# Aim of the task
Go through the entries below and copy each line that holds the word "response".

# Supplied material
use axum::{
    extract::State,
    http::StatusCode,
    response::Json,
    routing::{get, patch, post},
    Router,
};
use tower::ServiceBuilder;
use tower_http::{cors::CorsLayer, trace::TraceLayer};

use crate::state::AppState;
use crate::{accounts, dso, outcomes, recommendations, sync, workflow};

/// Health check endpoint.
///
/// Returns a simple JSON response indicating the server is running.
async fn health_check() -> Json<serde_json::Value> {
    Json(serde_json::json!({
        "status": "ok",
        "service": "collectpilot-core",
        "version": env!("CARGO_PKG_VERSION")
    }))
}

/// Store health check endpoint.
async fn db_health_check(
    State(state): State<AppState>,
) -> Result<Json<serde_json::Value>, StatusCode> {
    state.store.ping().await.map_err(|e| {
        tracing::error!("Database health check failed: {}", e);
        StatusCode::SERVICE_UNAVAILABLE
    })?;

    Ok(Json(serde_json::json!({
        "status": "ok",
        "database": "connected"
    })))
}

/// Creates the main application router with every engine endpoint.
pub fn create_router(state: AppState) -> Router {
    let api = Router::new()
        .route("/sync", post(sync::sync_handler))
        .route("/sync/status", get(sync::status_handler))
        .route("/customers", get(accounts::list_customers_handler))
        .route("/customers/:id", get(accounts::get_customer_handler))
        .route(
            "/customers/:id/deactivate",
            post(accounts::deactivate_customer_handler),
        )
        .route("/invoices", get(accounts::list_invoices_handler))
        .route(
            "/invoices/:id",
            get(accounts::get_invoice_handler).patch(accounts::update_invoice_handler),
        )
        .route("/dso", get(dso::current_handler))
        .route("/dso/recalculate", post(dso::recalculate_handler))
        .route("/dso/history", get(dso::history_handler))
        .route(
            "/recommendations",
            get(recommendations::list_handler).post(recommendations::create_handler),
        )
        .route(
            "/recommendations/generate",
            post(recommendations::generate_handler),
        )
        .route(
            "/recommendations/:id",
            get(recommendations::get_handler).patch(recommendations::update_handler),
        )
        .route(
            "/recommendations/:id/decision",
            post(workflow::decision_handler),
        )
        .route("/recommendations/:id/execute", post(workflow::execute_handler))
        .route(
            "/recommendations/:id/approvals",
            get(workflow::approvals_handler),
        )
        .route(
            "/outcomes",
            get(outcomes::list_handler).post(outcomes::record_handler),
        )
        .route("/outcomes/analytics", get(outcomes::analytics_handler))
        .route("/outcomes/:id", patch(outcomes::update_handler));

    Router::new()
        .route("/health", get(health_check))
        .route("/health/db", get(db_health_check))
        .nest("/api", api)
        .layer(
            ServiceBuilder::new()
                .layer(TraceLayer::new_for_http())
                .layer(CorsLayer::permissive()),
        )
        .with_state(state)
}

#[cfg(test)]
mod tests {
    use super::*;
    use std::sync::Arc;

    use axum::body::{to_bytes, Body};
    use axum::http::{Method, Request};
    use rust_decimal::Decimal;
    use serde_json::{json, Value};
    use tower::ServiceExt;

    use crate::models::{AccountHealth, Source};
    use crate::store::Store;
    use crate::test_support::{
        adapters_with, memory_store, seed_customer, seed_invoice, test_config, FakeAdapter,
        FakeScorer,
    };

    fn app(store: Arc<dyn Store>) -> (Router, Arc<FakeAdapter>) {
        let crm = Arc::new(FakeAdapter::new(Source::Crm));
        let state = AppState::new(
            store,
            adapters_with(crm.clone(), None),
            Arc::new(FakeScorer::new(88)),
            &test_config(),
        );
        (create_router(state), crm)
    }

    async fn send(app: &Router, method: Method, uri: &str, body: Option<Value>) -> (StatusCode, Value) {
        let request = Request::builder()
            .method(method)
            .uri(uri)
            .header("content-type", "application/json")
            .body(match body {
                Some(v) => Body::from(v.to_string()),
                None => Body::empty(),
            })
            .unwrap();
        let response = app.clone().oneshot(request).await.unwrap();
        let status = response.status();
        let bytes = to_bytes(response.into_body(), usize::MAX).await.unwrap();
        let value = if bytes.is_empty() {
            Value::Null
        } else {
            serde_json::from_slice(&bytes).unwrap()
        };
        (status, value)
    }

    #[tokio::test]
    async fn test_health_endpoints() {
        let (app, _) = app(memory_store());

        let (status, body) = send(&app, Method::GET, "/health", None).await;
        assert_eq!(status, StatusCode::OK);
        assert_eq!(body["status"], "ok");

        let (status, _) = send(&app, Method::GET, "/health/db", None).await;
        assert_eq!(status, StatusCode::OK);
    }

    #[tokio::test]
    async fn test_unknown_recommendation_returns_stable_error() {
        let (app, _) = app(memory_store());
        let uri = format!("/api/recommendations/{}", uuid::Uuid::new_v4());

        let (status, body) = send(&app, Method::GET, &uri, None).await;

        assert_eq!(status, StatusCode::NOT_FOUND);
        assert_eq!(body["error"], "NOT_FOUND");
        assert_eq!(body["code"], "404");
    }

    #[tokio::test]
    async fn test_generate_decide_and_record_flow() {
        let store = memory_store();
        let customer = seed_customer(&store, "A-1", AccountHealth::Good).await;
        let invoice = seed_invoice(&store, &customer, "INV-1", Decimal::new(15_000, 0), 35).await;
        let (app, crm) = app(store.clone());

        let (status, rec) = send(
            &app,
            Method::POST,
            "/api/recommendations",
            Some(json!({ "customer_id": customer.id, "invoice_id": invoice.id })),
        )
        .await;
        assert_eq!(status, StatusCode::CREATED);
        assert_eq!(rec["status"], "pending");
        let rec_id = rec["id"].as_str().unwrap().to_string();

        let decision = json!({
            "user_id": uuid::Uuid::new_v4(),
            "action": "approved",
            "execute_now": true
        });
        let uri = format!("/api/recommendations/{}/decision", rec_id);
        let (status, body) = send(&app, Method::POST, &uri, Some(decision.clone())).await;
        assert_eq!(status, StatusCode::OK);
        assert_eq!(body["recommendation"]["status"], "executed");
        assert_eq!(crm.activities().len(), 1);

        let (status, body) = send(&app, Method::POST, &uri, Some(decision)).await;
        assert_eq!(status, StatusCode::CONFLICT);
        assert_eq!(body["error"], "CONFLICT");

        let (status, _) = send(
            &app,
            Method::POST,
            "/api/outcomes",
            Some(json!({
                "recommendation_id": rec_id,
                "invoice_id": invoice.id,
                "payment_received": true,
                "days_to_payment": 6
            })),
        )
        .await;
        assert_eq!(status, StatusCode::CREATED);

        let (status, analytics) =
            send(&app, Method::GET, "/api/outcomes/analytics?days=30", None).await;
        assert_eq!(status, StatusCode::OK);
        assert_eq!(analytics["summary"]["success_rate"], 100.0);

        let uri = format!("/api/invoices/{}", invoice.id);
        let (_, body) = send(&app, Method::GET, &uri, None).await;
        assert_eq!(body["status"], "paid");
    }

    #[tokio::test]
    async fn test_invalid_decision_action_is_bad_request() {
        let store = memory_store();
        let customer = seed_customer(&store, "A-1", AccountHealth::Good).await;
        let invoice = seed_invoice(&store, &customer, "INV-1", Decimal::new(100, 0), 5).await;
        let (app, _) = app(store);
        let (_, rec) = send(
            &app,
            Method::POST,
            "/api/recommendations",
            Some(json!({ "customer_id": customer.id, "invoice_id": invoice.id })),
        )
        .await;

        let uri = format!("/api/recommendations/{}/decision", rec["id"].as_str().unwrap());
        let (status, body) = send(
            &app,
            Method::POST,
            &uri,
            Some(json!({ "user_id": uuid::Uuid::new_v4(), "action": "escalate" })),
        )
        .await;

        assert_eq!(status, StatusCode::BAD_REQUEST);
        assert_eq!(body["error"], "INVALID_ACTION");
    }

    #[tokio::test]
    async fn test_dso_endpoint_reports_rounded_days() {
        let store = memory_store();
        let customer = seed_customer(&store, "A-1", AccountHealth::Good).await;
        seed_invoice(&store, &customer, "INV-1", Decimal::new(15_000, 0), 35).await;
        seed_invoice(&store, &customer, "INV-2", Decimal::new(7_500, 0), 48).await;
        let (app, _) = app(store);

        let (status, body) = send(&app, Method::POST, "/api/dso/recalculate", None).await;

        assert_eq!(status, StatusCode::OK);
        assert_eq!(body["current_dso_days"], 39);
        assert_eq!(body["target_dso"], 35);

        let (_, history) = send(&app, Method::GET, "/api/dso/history", None).await;
        assert_eq!(history.as_array().unwrap().len(), 1);
    }

    #[tokio::test]
    async fn test_sync_endpoint_returns_reports() {
        let store = memory_store();
        let (app, crm) = app(store);
        crm.set_accounts(vec![crate::test_support::account(
            "A-9",
            "Initech",
            AccountHealth::Good,
        )]);

        let (status, body) = send(
            &app,
            Method::POST,
            "/api/sync",
            Some(json!({ "source": "crm", "force": false })),
        )
        .await;

        assert_eq!(status, StatusCode::OK);
        assert_eq!(body[0]["customers_created"], 1);

        let (_, status_body) = send(&app, Method::GET, "/api/sync/status", None).await;
        assert_eq!(status_body[0]["customer_count"], 1);
    }
}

# Answer section
    response::Json,
/// Returns a simple JSON response indicating the server is running.
        let response = app.clone().oneshot(request).await.unwrap();
        let status = response.status();
        let bytes = to_bytes(response.into_body(), usize::MAX).await.unwrap();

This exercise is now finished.